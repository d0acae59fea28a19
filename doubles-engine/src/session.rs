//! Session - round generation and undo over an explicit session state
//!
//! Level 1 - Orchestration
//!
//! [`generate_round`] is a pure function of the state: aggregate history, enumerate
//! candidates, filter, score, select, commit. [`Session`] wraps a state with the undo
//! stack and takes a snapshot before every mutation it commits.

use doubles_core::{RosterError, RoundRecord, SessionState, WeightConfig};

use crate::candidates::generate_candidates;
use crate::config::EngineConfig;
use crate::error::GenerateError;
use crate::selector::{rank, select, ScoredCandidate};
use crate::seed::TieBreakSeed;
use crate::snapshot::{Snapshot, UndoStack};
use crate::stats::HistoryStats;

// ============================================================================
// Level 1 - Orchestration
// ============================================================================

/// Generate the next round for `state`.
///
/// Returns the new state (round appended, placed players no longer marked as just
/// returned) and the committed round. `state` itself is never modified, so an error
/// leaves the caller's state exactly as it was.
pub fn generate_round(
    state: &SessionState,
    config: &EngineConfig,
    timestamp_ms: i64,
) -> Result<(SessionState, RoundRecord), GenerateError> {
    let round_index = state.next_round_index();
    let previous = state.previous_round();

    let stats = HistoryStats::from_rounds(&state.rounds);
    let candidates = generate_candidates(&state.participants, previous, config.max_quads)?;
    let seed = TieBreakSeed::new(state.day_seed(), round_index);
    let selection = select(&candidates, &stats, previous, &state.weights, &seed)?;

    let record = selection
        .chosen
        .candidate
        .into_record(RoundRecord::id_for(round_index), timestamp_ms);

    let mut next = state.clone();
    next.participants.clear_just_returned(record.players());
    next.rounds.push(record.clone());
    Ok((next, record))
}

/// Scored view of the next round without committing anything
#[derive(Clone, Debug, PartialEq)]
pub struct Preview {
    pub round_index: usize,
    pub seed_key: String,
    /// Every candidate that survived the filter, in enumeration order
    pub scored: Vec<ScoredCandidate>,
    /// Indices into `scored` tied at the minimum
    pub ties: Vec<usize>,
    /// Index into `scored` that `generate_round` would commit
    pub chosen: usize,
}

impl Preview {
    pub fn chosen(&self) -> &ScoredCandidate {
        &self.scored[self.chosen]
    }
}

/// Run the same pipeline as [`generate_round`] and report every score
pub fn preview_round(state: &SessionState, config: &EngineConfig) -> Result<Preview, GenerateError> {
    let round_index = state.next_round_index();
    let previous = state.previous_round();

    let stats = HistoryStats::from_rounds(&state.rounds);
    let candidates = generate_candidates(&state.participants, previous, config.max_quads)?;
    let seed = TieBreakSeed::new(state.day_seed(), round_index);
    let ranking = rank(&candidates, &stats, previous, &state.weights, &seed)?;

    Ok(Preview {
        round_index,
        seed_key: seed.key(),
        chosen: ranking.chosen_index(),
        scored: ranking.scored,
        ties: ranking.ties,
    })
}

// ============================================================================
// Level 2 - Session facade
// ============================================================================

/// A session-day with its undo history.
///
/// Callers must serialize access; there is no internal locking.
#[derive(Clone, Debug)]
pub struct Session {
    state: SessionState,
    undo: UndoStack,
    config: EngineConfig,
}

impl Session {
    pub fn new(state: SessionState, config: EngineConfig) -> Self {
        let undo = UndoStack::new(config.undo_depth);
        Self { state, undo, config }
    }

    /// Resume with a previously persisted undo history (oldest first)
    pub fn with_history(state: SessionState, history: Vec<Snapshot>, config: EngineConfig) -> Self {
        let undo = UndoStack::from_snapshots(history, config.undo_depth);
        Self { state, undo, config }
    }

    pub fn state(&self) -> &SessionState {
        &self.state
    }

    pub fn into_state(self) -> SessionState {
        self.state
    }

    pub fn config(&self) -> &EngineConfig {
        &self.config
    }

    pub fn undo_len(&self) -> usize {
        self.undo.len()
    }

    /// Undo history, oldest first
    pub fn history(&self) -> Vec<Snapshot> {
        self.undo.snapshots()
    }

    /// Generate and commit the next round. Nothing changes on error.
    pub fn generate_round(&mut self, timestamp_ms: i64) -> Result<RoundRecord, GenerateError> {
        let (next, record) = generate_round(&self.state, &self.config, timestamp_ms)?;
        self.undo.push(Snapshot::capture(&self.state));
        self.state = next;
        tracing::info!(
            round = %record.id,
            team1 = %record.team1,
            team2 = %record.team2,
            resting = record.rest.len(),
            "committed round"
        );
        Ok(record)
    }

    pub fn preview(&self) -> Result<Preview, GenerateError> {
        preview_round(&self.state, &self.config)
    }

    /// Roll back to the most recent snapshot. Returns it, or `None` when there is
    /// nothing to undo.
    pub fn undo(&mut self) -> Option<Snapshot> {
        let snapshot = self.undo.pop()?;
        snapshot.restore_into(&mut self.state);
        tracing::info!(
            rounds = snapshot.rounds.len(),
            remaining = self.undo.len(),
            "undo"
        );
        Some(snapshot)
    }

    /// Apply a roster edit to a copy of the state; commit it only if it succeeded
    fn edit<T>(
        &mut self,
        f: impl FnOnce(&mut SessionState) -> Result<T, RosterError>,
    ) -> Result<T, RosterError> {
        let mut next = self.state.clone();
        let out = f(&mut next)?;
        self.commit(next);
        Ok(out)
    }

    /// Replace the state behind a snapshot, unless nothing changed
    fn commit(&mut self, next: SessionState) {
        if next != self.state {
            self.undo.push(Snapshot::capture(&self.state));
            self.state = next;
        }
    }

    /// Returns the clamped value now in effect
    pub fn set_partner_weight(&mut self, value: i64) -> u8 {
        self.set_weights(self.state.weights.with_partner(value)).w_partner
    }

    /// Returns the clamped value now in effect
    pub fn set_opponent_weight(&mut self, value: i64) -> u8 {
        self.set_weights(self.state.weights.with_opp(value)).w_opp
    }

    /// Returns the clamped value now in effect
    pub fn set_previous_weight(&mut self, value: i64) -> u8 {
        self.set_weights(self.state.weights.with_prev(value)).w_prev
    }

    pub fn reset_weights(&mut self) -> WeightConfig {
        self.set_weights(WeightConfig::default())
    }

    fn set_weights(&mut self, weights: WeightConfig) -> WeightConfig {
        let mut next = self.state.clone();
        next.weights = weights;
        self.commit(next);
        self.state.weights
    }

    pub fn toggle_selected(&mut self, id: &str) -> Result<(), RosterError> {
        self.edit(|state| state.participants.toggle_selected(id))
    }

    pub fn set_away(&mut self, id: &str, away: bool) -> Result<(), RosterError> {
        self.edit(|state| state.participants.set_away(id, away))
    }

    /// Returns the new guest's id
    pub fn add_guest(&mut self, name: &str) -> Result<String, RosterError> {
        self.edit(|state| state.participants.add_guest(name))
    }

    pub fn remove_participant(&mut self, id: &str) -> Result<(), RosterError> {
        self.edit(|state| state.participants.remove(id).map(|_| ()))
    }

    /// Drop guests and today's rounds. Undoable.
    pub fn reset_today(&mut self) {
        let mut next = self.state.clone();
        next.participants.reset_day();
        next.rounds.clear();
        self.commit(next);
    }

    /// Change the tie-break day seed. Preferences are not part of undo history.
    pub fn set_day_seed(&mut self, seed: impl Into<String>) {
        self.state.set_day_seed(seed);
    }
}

# # #

> [Task description]: All of the material should appear again, reproduced word for word.

> [Reply to the task]:
repository d0acae59fea28a19
filename doubles-engine/src/session.rs
//! Session - round generation and undo over an explicit session state
//!
//! Level 1 - Orchestration
//!
//! [`generate_round`] is a pure function of the state: aggregate history, enumerate
//! candidates, filter, score, select, commit. [`Session`] wraps a state with the undo
//! stack and takes a snapshot before every mutation it commits.

use doubles_core::{RosterError, RoundRecord, SessionState, WeightConfig};

use crate::candidates::generate_candidates;
use crate::config::EngineConfig;
use crate::error::GenerateError;
use crate::selector::{rank, select, ScoredCandidate};
use crate::seed::TieBreakSeed;
use crate::snapshot::{Snapshot, UndoStack};
use crate::stats::HistoryStats;

// ============================================================================
// Level 1 - Orchestration
// ============================================================================

/// Generate the next round for `state`.
///
/// Returns the new state (round appended, placed players no longer marked as just
/// returned) and the committed round. `state` itself is never modified, so an error
/// leaves the caller's state exactly as it was.
pub fn generate_round(
    state: &SessionState,
    config: &EngineConfig,
    timestamp_ms: i64,
) -> Result<(SessionState, RoundRecord), GenerateError> {
    let round_index = state.next_round_index();
    let previous = state.previous_round();

    let stats = HistoryStats::from_rounds(&state.rounds);
    let candidates = generate_candidates(&state.participants, previous, config.max_quads)?;
    let seed = TieBreakSeed::new(state.day_seed(), round_index);
    let selection = select(&candidates, &stats, previous, &state.weights, &seed)?;

    let record = selection
        .chosen
        .candidate
        .into_record(RoundRecord::id_for(round_index), timestamp_ms);

    let mut next = state.clone();
    next.participants.clear_just_returned(record.players());
    next.rounds.push(record.clone());
    Ok((next, record))
}

/// Scored view of the next round without committing anything
#[derive(Clone, Debug, PartialEq)]
pub struct Preview {
    pub round_index: usize,
    pub seed_key: String,
    /// Every candidate that survived the filter, in enumeration order
    pub scored: Vec<ScoredCandidate>,
    /// Indices into `scored` tied at the minimum
    pub ties: Vec<usize>,
    /// Index into `scored` that `generate_round` would commit
    pub chosen: usize,
}

impl Preview {
    pub fn chosen(&self) -> &ScoredCandidate {
        &self.scored[self.chosen]
    }
}

/// Run the same pipeline as [`generate_round`] and report every score
pub fn preview_round(state: &SessionState, config: &EngineConfig) -> Result<Preview, GenerateError> {
    let round_index = state.next_round_index();
    let previous = state.previous_round();

    let stats = HistoryStats::from_rounds(&state.rounds);
    let candidates = generate_candidates(&state.participants, previous, config.max_quads)?;
    let seed = TieBreakSeed::new(state.day_seed(), round_index);
    let ranking = rank(&candidates, &stats, previous, &state.weights, &seed)?;

    Ok(Preview {
        round_index,
        seed_key: seed.key(),
        chosen: ranking.chosen_index(),
        scored: ranking.scored,
        ties: ranking.ties,
    })
}

// ============================================================================
// Level 2 - Session facade
// ============================================================================

/// A session-day with its undo history.
///
/// Callers must serialize access; there is no internal locking.
#[derive(Clone, Debug)]
pub struct Session {
    state: SessionState,
    undo: UndoStack,
    config: EngineConfig,
}

impl Session {
    pub fn new(state: SessionState, config: EngineConfig) -> Self {
        let undo = UndoStack::new(config.undo_depth);
        Self { state, undo, config }
    }

    /// Resume with a previously persisted undo history (oldest first)
    pub fn with_history(state: SessionState, history: Vec<Snapshot>, config: EngineConfig) -> Self {
        let undo = UndoStack::from_snapshots(history, config.undo_depth);
        Self { state, undo, config }
    }

    pub fn state(&self) -> &SessionState {
        &self.state
    }

    pub fn into_state(self) -> SessionState {
        self.state
    }

    pub fn config(&self) -> &EngineConfig {
        &self.config
    }

    pub fn undo_len(&self) -> usize {
        self.undo.len()
    }

    /// Undo history, oldest first
    pub fn history(&self) -> Vec<Snapshot> {
        self.undo.snapshots()
    }

    /// Generate and commit the next round. Nothing changes on error.
    pub fn generate_round(&mut self, timestamp_ms: i64) -> Result<RoundRecord, GenerateError> {
        let (next, record) = generate_round(&self.state, &self.config, timestamp_ms)?;
        self.undo.push(Snapshot::capture(&self.state));
        self.state = next;
        tracing::info!(
            round = %record.id,
            team1 = %record.team1,
            team2 = %record.team2,
            resting = record.rest.len(),
            "committed round"
        );
        Ok(record)
    }

    pub fn preview(&self) -> Result<Preview, GenerateError> {
        preview_round(&self.state, &self.config)
    }

    /// Roll back to the most recent snapshot. Returns it, or `None` when there is
    /// nothing to undo.
    pub fn undo(&mut self) -> Option<Snapshot> {
        let snapshot = self.undo.pop()?;
        snapshot.restore_into(&mut self.state);
        tracing::info!(
            rounds = snapshot.rounds.len(),
            remaining = self.undo.len(),
            "undo"
        );
        Some(snapshot)
    }

    /// Apply a roster edit to a copy of the state; commit it only if it succeeded
    fn edit<T>(
        &mut self,
        f: impl FnOnce(&mut SessionState) -> Result<T, RosterError>,
    ) -> Result<T, RosterError> {
        let mut next = self.state.clone();
        let out = f(&mut next)?;
        self.commit(next);
        Ok(out)
    }

    /// Replace the state behind a snapshot, unless nothing changed
    fn commit(&mut self, next: SessionState) {
        if next != self.state {
            self.undo.push(Snapshot::capture(&self.state));
            self.state = next;
        }
    }

    /// Returns the clamped value now in effect
    pub fn set_partner_weight(&mut self, value: i64) -> u8 {
        self.set_weights(self.state.weights.with_partner(value)).w_partner
    }

    /// Returns the clamped value now in effect
    pub fn set_opponent_weight(&mut self, value: i64) -> u8 {
        self.set_weights(self.state.weights.with_opp(value)).w_opp
    }

    /// Returns the clamped value now in effect
    pub fn set_previous_weight(&mut self, value: i64) -> u8 {
        self.set_weights(self.state.weights.with_prev(value)).w_prev
    }

    pub fn reset_weights(&mut self) -> WeightConfig {
        self.set_weights(WeightConfig::default())
    }

    fn set_weights(&mut self, weights: WeightConfig) -> WeightConfig {
        let mut next = self.state.clone();
        next.weights = weights;
        self.commit(next);
        self.state.weights
    }

    pub fn toggle_selected(&mut self, id: &str) -> Result<(), RosterError> {
        self.edit(|state| state.participants.toggle_selected(id))
    }

    pub fn set_away(&mut self, id: &str, away: bool) -> Result<(), RosterError> {
        self.edit(|state| state.participants.set_away(id, away))
    }

    /// Returns the new guest's id
    pub fn add_guest(&mut self, name: &str) -> Result<String, RosterError> {
        self.edit(|state| state.participants.add_guest(name))
    }

    pub fn remove_participant(&mut self, id: &str) -> Result<(), RosterError> {
        self.edit(|state| state.participants.remove(id).map(|_| ()))
    }

    /// Drop guests and today's rounds. Undoable.
    pub fn reset_today(&mut self) {
        let mut next = self.state.clone();
        next.participants.reset_day();
        next.rounds.clear();
        self.commit(next);
    }

    /// Change the tie-break day seed. Preferences are not part of undo history.
    pub fn set_day_seed(&mut self, seed: impl Into<String>) {
        self.state.set_day_seed(seed);
    }
}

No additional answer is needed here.